3つめは「新たな成長分野の視点」。SDGsの取り組みは事業を通じて目標を達成することに重点があり、企業でも本業に結びついた展開がみられる。そのためJAグループもデジタル化やIOTの活用、新技術開発など新規事業分野や成長分野を新たな事業機会と捉えて、消費者や取引先など需要サイドと継続的、長期的な関係強化に結びつける取り組みを進める。
4つめは環境問題など「地球的共通課題へ対応の視点」。気候変動に代表される地球環境問題は農業生産への直接的な被害増大だけでなく、信用・共済事業にも影響が想定されることから、組合員の生産基盤や地域社会を持続可能にする観点から、農業に関わる環境負荷の軽減の取り組みも検討する。そして5つめは「取り組みの見える化と積極的な情報発信の視点」を挙げた。

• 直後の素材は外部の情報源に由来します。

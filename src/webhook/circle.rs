//! CircleCI webhook editor
//!
//! Circle has an end-of-build `notify.webhooks` section but no hook for
//! the start of a build, so a curl step posting a "started" payload is
//! injected where each config version allows: Circle 2 runs it as the
//! first step of the `build` job, Circle 1 right after the checkout.
//! Multi-document files are split on `---` and each document updated on
//! its own.

use once_cell::sync::Lazy;
use regex::Regex;
use serde_yaml::{Mapping, Value};

use super::{BuildSystem, Webhook, WebhookError};

const CIRCLE_1_PATH: &str = "circle.yml";
const CIRCLE_2_PATH: &str = ".circleci/config.yml";

static DOC_SEPARATOR_RE: Lazy<Regex> = Lazy::new(|| Regex::new(r"(?m)^---[ \t]*\n").unwrap());

/// Edits `circle.yml` / `.circleci/config.yml`, adding the webhook to
/// `notify.webhooks` and a started-notification step to the build.
#[derive(Debug, Clone, Copy, Default)]
pub struct CircleWebhook;

impl Webhook for CircleWebhook {
    fn build_system(&self) -> BuildSystem {
        BuildSystem::Circle
    }

    fn config_paths(&self) -> &'static [&'static str] {
        &[CIRCLE_1_PATH, CIRCLE_2_PATH]
    }

    fn add_webhook(&self, content: &str, url: &str) -> Result<String, WebhookError> {
        match serde_yaml::from_str::<Value>(content) {
            Ok(doc) => update_document(doc, url),
            Err(_) => {
                // multi-document file: each document is updated on its own
                let mut docs = Vec::new();
                for part in DOC_SEPARATOR_RE.split(content) {
                    if part.trim().is_empty() {
                        continue;
                    }
                    let doc = serde_yaml::from_str::<Value>(part).map_err(|e| {
                        WebhookError::InvalidYaml {
                            path: CIRCLE_1_PATH,
                            message: e.to_string(),
                        }
                    })?;
                    docs.push(update_document(doc, url)?);
                }
                if docs.is_empty() {
                    return Err(WebhookError::InvalidYaml {
                        path: CIRCLE_1_PATH,
                        message: "no YAML documents found".to_string(),
                    });
                }
                Ok(format!("---\n{}", docs.join("---\n")))
            }
        }
    }
}

fn update_document(mut doc: Value, url: &str) -> Result<String, WebhookError> {
    {
        let Value::Mapping(root) = &mut doc else {
            return Err(WebhookError::InvalidYaml {
                path: CIRCLE_1_PATH,
                message: "expected a mapping document".to_string(),
            });
        };

        if root.get("version").and_then(Value::as_u64) == Some(2) {
            add_started_step_v2(root, url);
        } else {
            add_started_step_v1(root, url);
        }
        add_notify_webhook(root, url);
    }

    serde_yaml::to_string(&doc).map_err(|e| WebhookError::SerializeYaml {
        message: e.to_string(),
    })
}

/// Circle 2 has no checkout hook; the started call becomes the first step
/// of the `build` job. A workflow may name its jobs differently, in which
/// case there is no safe place to put the step and none is added.
fn add_started_step_v2(root: &mut Mapping, url: &str) {
    let Some(Value::Mapping(jobs)) = root.get_mut("jobs") else {
        return;
    };
    let Some(Value::Mapping(build)) = jobs.get_mut("build") else {
        return;
    };
    let mut steps = match build.remove("steps") {
        Some(Value::Sequence(s)) => s,
        _ => Vec::new(),
    };
    if !steps.iter().any(|step| step_mentions(step, url)) {
        let mut run = Mapping::new();
        run.insert("run".into(), Value::String(started_step(url)));
        steps.insert(0, Value::Mapping(run));
    }
    build.insert("steps".into(), Value::Sequence(steps));
}

/// Circle 1 runs post-checkout commands from `checkout.post`.
fn add_started_step_v1(root: &mut Mapping, url: &str) {
    let mut checkout = match root.remove("checkout") {
        Some(Value::Mapping(m)) => m,
        _ => Mapping::new(),
    };
    let mut post = match checkout.remove("post") {
        Some(Value::Sequence(s)) => s,
        Some(other) => vec![other],
        None => Vec::new(),
    };
    if !post
        .iter()
        .any(|step| step.as_str().is_some_and(|s| s.contains(url)))
    {
        post.insert(0, Value::String(started_step(url)));
    }
    checkout.insert("post".into(), Value::Sequence(post));
    root.insert("checkout".into(), Value::Mapping(checkout));
}

fn add_notify_webhook(root: &mut Mapping, url: &str) {
    let mut notify = match root.remove("notify") {
        Some(Value::Mapping(m)) => m,
        _ => Mapping::new(),
    };
    let mut webhooks = match notify.remove("webhooks") {
        Some(Value::Sequence(s)) => s,
        _ => Vec::new(),
    };
    if !webhooks
        .iter()
        .any(|wh| wh.get("url").and_then(Value::as_str) == Some(url))
    {
        let mut entry = Mapping::new();
        entry.insert("url".into(), Value::String(url.to_string()));
        webhooks.push(Value::Mapping(entry));
    }
    notify.insert("webhooks".into(), Value::Sequence(webhooks));
    root.insert("notify".into(), Value::Mapping(notify));
}

fn step_mentions(step: &Value, url: &str) -> bool {
    match step {
        Value::String(s) => s.contains(url),
        Value::Mapping(_) => step
            .get("run")
            .and_then(Value::as_str)
            .is_some_and(|s| s.contains(url)),
        _ => false,
    }
}

fn started_step(url: &str) -> String {
    format!(
        "curl -H 'Content-Type: application/json' -d '{{\"payload\": {{\"lifecycle\": \"started\", \
         \"build_num\": \"'${{CIRCLE_BUILD_NUM}}'\", \"vcs_revision\": \"'${{CIRCLE_SHA1}}'\", \
         \"branch\": \"'${{CIRCLE_BRANCH}}'\", \"reponame\": \"'${{CIRCLE_PROJECT_REPONAME}}'\", \
         \"username\": \"'${{CIRCLE_PROJECT_USERNAME}}'\"}}}}' \"{url}\""
    )
}

#[cfg(test)]
mod tests {
    use super::*;
    use pretty_assertions::assert_eq;

    const URL: &str = "https://hooks.example.com/ci/circle/teams/T123";

    fn parse(yaml: &str) -> Value {
        serde_yaml::from_str(yaml).unwrap()
    }

    #[test]
    fn test_circle_1_started_step_after_checkout() {
        let content = "machine:\n  timezone: UTC\n";
        let out = CircleWebhook.add_webhook(content, URL).unwrap();
        let doc = parse(&out);

        let post = doc["checkout"]["post"].as_sequence().unwrap();
        assert_eq!(post.len(), 1);
        assert!(post[0].as_str().unwrap().contains(URL));
        assert!(post[0].as_str().unwrap().contains("lifecycle"));
    }

    #[test]
    fn test_circle_1_existing_post_steps_run_after_ours() {
        let content = "checkout:\n  post:\n    - git submodule update --init\n";
        let out = CircleWebhook.add_webhook(content, URL).unwrap();
        let doc = parse(&out);

        let post = doc["checkout"]["post"].as_sequence().unwrap();
        assert_eq!(post.len(), 2);
        assert!(post[0].as_str().unwrap().contains(URL));
        assert_eq!(post[1].as_str(), Some("git submodule update --init"));
    }

    #[test]
    fn test_circle_2_started_step_leads_the_build_job() {
        let content = "version: 2\njobs:\n  build:\n    docker:\n      - image: rust:latest\n    steps:\n      - checkout\n      - run: cargo test\n";
        let out = CircleWebhook.add_webhook(content, URL).unwrap();
        let doc = parse(&out);

        let steps = doc["jobs"]["build"]["steps"].as_sequence().unwrap();
        assert_eq!(steps.len(), 3);
        assert!(steps[0]["run"].as_str().unwrap().contains(URL));
        assert_eq!(steps[1].as_str(), Some("checkout"));
    }

    #[test]
    fn test_circle_2_without_a_build_job_only_gets_notify() {
        let content = "version: 2\njobs:\n  compile:\n    steps:\n      - checkout\n";
        let out = CircleWebhook.add_webhook(content, URL).unwrap();
        let doc = parse(&out);

        assert!(doc["jobs"]["compile"]["steps"].as_sequence().is_some());
        let webhooks = doc["notify"]["webhooks"].as_sequence().unwrap();
        assert_eq!(webhooks[0]["url"].as_str(), Some(URL));
    }

    #[test]
    fn test_notify_webhook_is_added_once() {
        let content = "machine:\n  timezone: UTC\n";
        let once = CircleWebhook.add_webhook(content, URL).unwrap();
        let twice = CircleWebhook.add_webhook(&once, URL).unwrap();
        assert_eq!(twice, once);

        let doc = parse(&twice);
        assert_eq!(doc["notify"]["webhooks"].as_sequence().unwrap().len(), 1);
        assert_eq!(doc["checkout"]["post"].as_sequence().unwrap().len(), 1);
    }

    #[test]
    fn test_multi_document_files_update_each_document() {
        let content = "---\nmachine:\n  timezone: UTC\n---\nversion: 2\njobs:\n  build:\n    steps:\n      - checkout\n";
        let out = CircleWebhook.add_webhook(content, URL).unwrap();

        assert!(out.starts_with("---\n"));
        let docs: Vec<&str> = out.split("---\n").filter(|d| !d.trim().is_empty()).collect();
        assert_eq!(docs.len(), 2);

        let first = parse(docs[0]);
        assert!(first["checkout"]["post"][0].as_str().unwrap().contains(URL));
        let second = parse(docs[1]);
        assert!(second["jobs"]["build"]["steps"][0]["run"]
            .as_str()
            .unwrap()
            .contains(URL));
    }

    #[test]
    fn test_non_mapping_document_is_an_error() {
        let err = CircleWebhook.add_webhook("- just\n- a\n- list\n", URL).unwrap_err();
        assert!(matches!(err, WebhookError::InvalidYaml { .. }));
    }
}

これらの視点のもと(1)持続可能な食料の生産と農業の振興、(2)持続可能なフードシステムの構築、(3)農業生産における環境負荷軽減、(4)農業の持つ多面的機能の発揮、(5)安心して暮らせる持続可能で豊かな地域社会づくり、(6)国内外の多様な関係者、仲間との連携・参画の6つの取り組みを進める。
農業振興ではこれまでの取り組んできた担い手確保育成、農地の保全活用、フードシステム構築では生産・流通段階でも資源消費の抑制、環境負荷軽減では生態系の保全に寄与する農業生産に仕組みや、生産資材の適切な処理なども検討していく。JA全中では各JAの取り組み指針となる「手引き」を作成し6月下旬から配布する予定にしている。